Extracted records

|---|

impl MemoryStore {
    fn new() -> Self {
        Self {
            revision: 1,
            compacted: 0,
            keys: BTreeMap::new(),
            alarms: Vec::new(),
        }
    }

    fn header(&self) -> proto::ResponseHeader {
        proto::ResponseHeader {
            cluster_id: CLUSTER_ID,
            member_id: MEMBER_ID,
            revision: self.revision,
            raft_term: 1,
        }
    }

    fn check_read_revision(&self, revision: i64) -> Result<(), Status> {
        if revision > 0 && revision < self.compacted {
            return Err(compacted_error());
        }
        if revision > self.revision {
            return Err(future_revision_error());
        }
        Ok(())
    }

    /// Live keys of `[key, range_end)` at `revision`, in key order.
    ///
    /// An empty `range_end` selects `key` alone; `[0]` selects every key from
    /// `key` on.
    fn scan(&self, key: &[u8], range_end: &[u8], revision: i64) -> Vec<&proto::KeyValue> {
        let histories: Box<dyn Iterator<Item = &Vec<Revisioned>> + '_> = if range_end.is_empty() {
            Box::new(self.keys.get(key).into_iter())
        } else if range_end == [0u8].as_slice() {
            Box::new(
                self.keys
                    .range::<[u8], _>((Bound::Included(key), Bound::Unbounded))
                    .map(|(_, h)| h),
            )
        } else if range_end <= key {
            Box::new(std::iter::empty())
        } else {
            Box::new(
                self.keys
                    .range::<[u8], _>((Bound::Included(key), Bound::Excluded(range_end)))
                    .map(|(_, h)| h),
            )
        };

        histories.filter_map(|h| visible(h, revision)).collect()
    }

    fn latest(&self, key: &[u8]) -> Option<&proto::KeyValue> {
        self.keys.get(key).and_then(|h| visible(h, 0))
    }

    fn evaluate(&self, cmp: &proto::Compare) -> Result<bool, Status> {
        let result = CompareResult::from_wire(cmp.result)
            .ok_or_else(|| Status::invalid_argument("etcdserver: unknown compare result"))?;
        let target = CompareTarget::from_wire(cmp.target)
            .ok_or_else(|| Status::invalid_argument("etcdserver: unknown compare target"))?;
        let operand = cmp.target_union.as_ref();

        let kvs = self.scan(&cmp.key, &cmp.range_end, 0);
        if kvs.is_empty() {
            return compare_kv(None, target, operand, result);
        }
        for kv in kvs {
            if !compare_kv(Some(kv), target, operand, result)? {
                return Ok(false);
            }
        }
        Ok(true)
    }

    fn range(&self, req: &proto::RangeRequest) -> Result<proto::RangeResponse, Status> {
        self.check_read_revision(req.revision)?;
        let order = SortOrder::from_wire(req.sort_order)
            .ok_or_else(|| Status::invalid_argument("etcdserver: unknown sort order"))?;
        let target = SortTarget::from_wire(req.sort_target)
            .ok_or_else(|| Status::invalid_argument("etcdserver: unknown sort target"))?;

        let mut kvs: Vec<proto::KeyValue> = self
            .scan(&req.key, &req.range_end, req.revision)
            .into_iter()
            .filter(|kv| within_revision_filters(kv, req))
            .cloned()
            .collect();
        sort_kvs(&mut kvs, order, target);

        let count = kvs.len() as i64;
        if req.count_only {
            return Ok(proto::RangeResponse {
                header: Some(self.header()),
                kvs: Vec::new(),
                more: false,
                count,
            });
        }

        let mut more = false;
        if req.limit > 0 && kvs.len() > req.limit as usize {
            kvs.truncate(req.limit as usize);
            more = true;
        }
        if req.keys_only {
            for kv in &mut kvs {
                kv.value.clear();
            }
        }

        Ok(proto::RangeResponse {
            header: Some(self.header()),
            kvs,
            more,
            count,
        })
    }

    /// Write one key at `write_revision` without bumping the store revision.
    fn put_at(
        &mut self,
        req: proto::PutRequest,
        write_revision: i64,
    ) -> Result<proto::PutResponse, Status> {
        let prev = self.latest(&req.key).cloned();
        if (req.ignore_value || req.ignore_lease) && prev.is_none() {
            return Err(Status::not_found("etcdserver: key not found"));
        }

        let kv = proto::KeyValue {
            key: req.key.clone(),
            value: match (&prev, req.ignore_value) {
                (Some(prev), true) => prev.value.clone(),
                _ => req.value,
            },
            create_revision: prev.as_ref().map_or(write_revision, |p| p.create_revision),
            mod_revision: write_revision,
            version: prev.as_ref().map_or(1, |p| p.version + 1),
            lease: match (&prev, req.ignore_lease) {
                (Some(prev), true) => prev.lease,
                _ => req.lease,
            },
        };
        self.keys.entry(req.key).or_default().push(Revisioned {
            mod_revision: write_revision,
            kv: Some(kv),
        });

        Ok(proto::PutResponse {
            header: None,
            prev_kv: if req.prev_kv { prev } else { None },
        })
    }

    /// Delete a range at `write_revision` without bumping the store revision.
    fn delete_at(
        &mut self,
        req: &proto::DeleteRangeRequest,
        write_revision: i64,
    ) -> proto::DeleteRangeResponse {
        let removed: Vec<proto::KeyValue> = self
            .scan(&req.key, &req.range_end, 0)
            .into_iter()
            .cloned()
            .collect();
        for kv in &removed {
            if let Some(history) = self.keys.get_mut(&kv.key) {
                history.push(Revisioned {
                    mod_revision: write_revision,
                    kv: None,
                });
            }
        }

        proto::DeleteRangeResponse {
            header: None,
            deleted: removed.len() as i64,
            prev_kvs: if req.prev_kv { removed } else { Vec::new() },
        }
    }

    fn put(&mut self, req: proto::PutRequest) -> Result<proto::PutResponse, Status> {
        if req.key.is_empty() {
            return Err(Status::invalid_argument("etcdserver: key is not provided"));
        }
        let write_revision = self.revision + 1;
        let mut response = self.put_at(req, write_revision)?;
        self.revision = write_revision;
        response.header = Some(self.header());
        Ok(response)
    }

    fn delete_range(
        &mut self,
        req: proto::DeleteRangeRequest,
    ) -> Result<proto::DeleteRangeResponse, Status> {
        if req.key.is_empty() {
            return Err(Status::invalid_argument("etcdserver: key is not provided"));
        }
        let write_revision = self.revision + 1;
        let mut response = self.delete_at(&req, write_revision);
        if response.deleted > 0 {
            self.revision = write_revision;
        }
        response.header = Some(self.header());
        Ok(response)
    }

    /// Reject a branch before any of it is applied, so a failing branch
    /// leaves the store untouched.
    fn validate_branch(&self, ops: &[proto::RequestOp]) -> Result<(), Status> {
        let mut written = HashSet::new();
        let mut deleted = Vec::new();
        for op in ops {
            match &op.request {
                Some(RequestOpKind::Put(put)) => {
                    if put.key.is_empty() {
                        return Err(Status::invalid_argument("etcdserver: key is not provided"));
                    }
                    if !written.insert(put.key.as_slice()) {
                        return Err(duplicate_key_error());
                    }
                    if (put.ignore_value || put.ignore_lease) && self.latest(&put.key).is_none() {
                        return Err(Status::not_found("etcdserver: key not found"));
                    }
                }
                Some(RequestOpKind::Range(range)) => {
                    self.check_read_revision(range.revision)?;
                    SortOrder::from_wire(range.sort_order)
                        .ok_or_else(|| Status::invalid_argument("etcdserver: unknown sort order"))?;
                    SortTarget::from_wire(range.sort_target).ok_or_else(|| {
                        Status::invalid_argument("etcdserver: unknown sort target")
                    })?;
                }
                Some(RequestOpKind::DeleteRange(delete)) => {
                    if delete.key.is_empty() {
                        return Err(Status::invalid_argument("etcdserver: key is not provided"));
                    }
                    deleted.push((delete.key.as_slice(), delete.range_end.as_slice()));
                }
                None => {
                    return Err(Status::invalid_argument(
                        "etcdserver: unsupported txn request op",
                    ))
                }
            }
        }

        let overlaps = written.iter().any(|key| {
            deleted
                .iter()
                .any(|(start, end)| covers(start, end, key))
        });
        if overlaps {
            return Err(duplicate_key_error());
        }
        Ok(())
    }

    /// Evaluate the compares and apply one branch at a single revision.
    fn txn(&mut self, req: proto::TxnRequest) -> Result<proto::TxnResponse, Status> {
        let mut succeeded = true;
        for cmp in &req.compare {
            if !self.evaluate(cmp)? {
                succeeded = false;
            }
        }
        let ops = if succeeded { req.success } else { req.failure };
        self.validate_branch(&ops)?;

        let write_revision = self.revision + 1;
        let mut wrote = false;
        let mut responses = Vec::with_capacity(ops.len());
        for op in ops {
            let response = match op.request {
                Some(RequestOpKind::Range(range)) => ResponseOpKind::Range(self.range(&range)?),
                Some(RequestOpKind::Put(put)) => {
                    wrote = true;
                    ResponseOpKind::Put(self.put_at(put, write_revision)?)
                }
                Some(RequestOpKind::DeleteRange(delete)) => {
                    let response = self.delete_at(&delete, write_revision);
                    wrote |= response.deleted > 0;
                    ResponseOpKind::DeleteRange(response)
                }
                None => continue,
            };
            responses.push(proto::ResponseOp {
                response: Some(response),
            });
        }
        if wrote {
            self.revision = write_revision;
        }

        let header = self.header();
        for op in &mut responses {
            match &mut op.response {
                Some(ResponseOpKind::Range(r)) => r.header = Some(header.clone()),
                Some(ResponseOpKind::Put(r)) => r.header = Some(header.clone()),
                Some(ResponseOpKind::DeleteRange(r)) => r.header = Some(header.clone()),
                None => {}
            }
        }

        Ok(proto::TxnResponse {
            header: Some(header),
            succeeded,
            responses,
        })
    }

    /// Drop history superseded at `revision`, keeping each key's state at it.
    fn compact(&mut self, req: proto::CompactionRequest) -> Result<proto::CompactionResponse, Status> {
        if self.compacted > 0 && req.revision <= self.compacted {
            return Err(compacted_error());
        }
        if req.revision > self.revision {
            return Err(future_revision_error());
        }

        for history in self.keys.values_mut() {
            if let Some(at) = history.iter().rposition(|r| r.mod_revision <= req.revision) {
                let keep_from = if history[at].kv.is_some() { at } else { at + 1 };
                history.drain(..keep_from);
            }
        }
        self.keys.retain(|_, history| !history.is_empty());
        self.compacted = req.revision;

        Ok(proto::CompactionResponse {
            header: Some(self.header()),
        })
    }

    fn db_size(&self) -> i64 {
        self.keys
            .iter()
            .map(|(key, history)| {
                key.len()
                    + history
                        .iter()
                        .map(|r| 8 + r.kv.as_ref().map_or(0, |kv| kv.encoded_len()))
                        .sum::<usize>()
            })
            .sum::<usize>() as i64
    }

    fn status(&self) -> proto::StatusResponse {
        proto::StatusResponse {
            header: Some(self.header()),
            version: SERVER_VERSION.to_string(),
            db_size: self.db_size(),
            leader: MEMBER_ID,
            raft_index: self.revision as u64,
            raft_term: 1,
        }
    }

    /// Release keys that only hold compacted deletions.
    fn defragment(&mut self) -> proto::DefragmentResponse {
        let compacted = self.compacted;
        self.keys.retain(|_, history| {
            history
                .iter()
                .any(|r| r.kv.is_some() || r.mod_revision > compacted)
        });
        for history in self.keys.values_mut() {
            history.shrink_to_fit();
        }
        proto::DefragmentResponse {
            header: Some(self.header()),
        }
    }

    fn alarm(&mut self, req: proto::AlarmRequest) -> Result<proto::AlarmResponse, Status> {
        let action = AlarmAction::from_wire(req.action)
            .ok_or_else(|| Status::invalid_argument("etcdserver: unknown alarm action"))?;
        if proto::AlarmType::from_wire(req.alarm).is_none() {
            return Err(Status::invalid_argument("etcdserver: unknown alarm type"));
        }

        let alarms = match action {
            AlarmAction::Get => self.alarms.clone(),
            AlarmAction::Activate => {
                let member = proto::AlarmMember {
                    member_id: req.member_id,
                    alarm: req.alarm,
                };
                if !self.alarms.contains(&member) {
                    self.alarms.push(member);
                }
                vec![member]
            }
            AlarmAction::Deactivate => {
                let (removed, kept) = self
                    .alarms
                    .iter()
                    .copied()
                    .partition(|a| a.member_id == req.member_id && a.alarm == req.alarm);
                self.alarms = kept;
                removed
            }
        };

        Ok(proto::AlarmResponse {
            header: Some(self.header()),
            alarms,
        })
    }

    /// Snapshot payload: every live key, encoded as a range response.
    fn snapshot_blob(&self) -> (proto::ResponseHeader, Bytes) {
        let kvs: Vec<proto::KeyValue> = self
            .keys
            .values()
            .filter_map(|h| visible(h, 0))
            .cloned()
            .collect();
        let header = self.header();
        let blob = proto::RangeResponse {
            header: Some(header.clone()),
            count: kvs.len() as i64,
            kvs,
            more: false,
        }
        .encode_to_vec();
        (header, Bytes::from(blob))
    }
}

|---|

Work required
Which lines above run from the one containing "r.kv.as_ref().map_or(0, |kv| kv.encoded_len()))" to the one containing "hold compacted deletions."? Give them again exactly, both ends included.

Answer area
                        .map(|r| 8 + r.kv.as_ref().map_or(0, |kv| kv.encoded_len()))
                        .sum::<usize>()
            })
            .sum::<usize>() as i64
    }

    fn status(&self) -> proto::StatusResponse {
        proto::StatusResponse {
            header: Some(self.header()),
            version: SERVER_VERSION.to_string(),
            db_size: self.db_size(),
            leader: MEMBER_ID,
            raft_index: self.revision as u64,
            raft_term: 1,
        }
    }

    /// Release keys that only hold compacted deletions.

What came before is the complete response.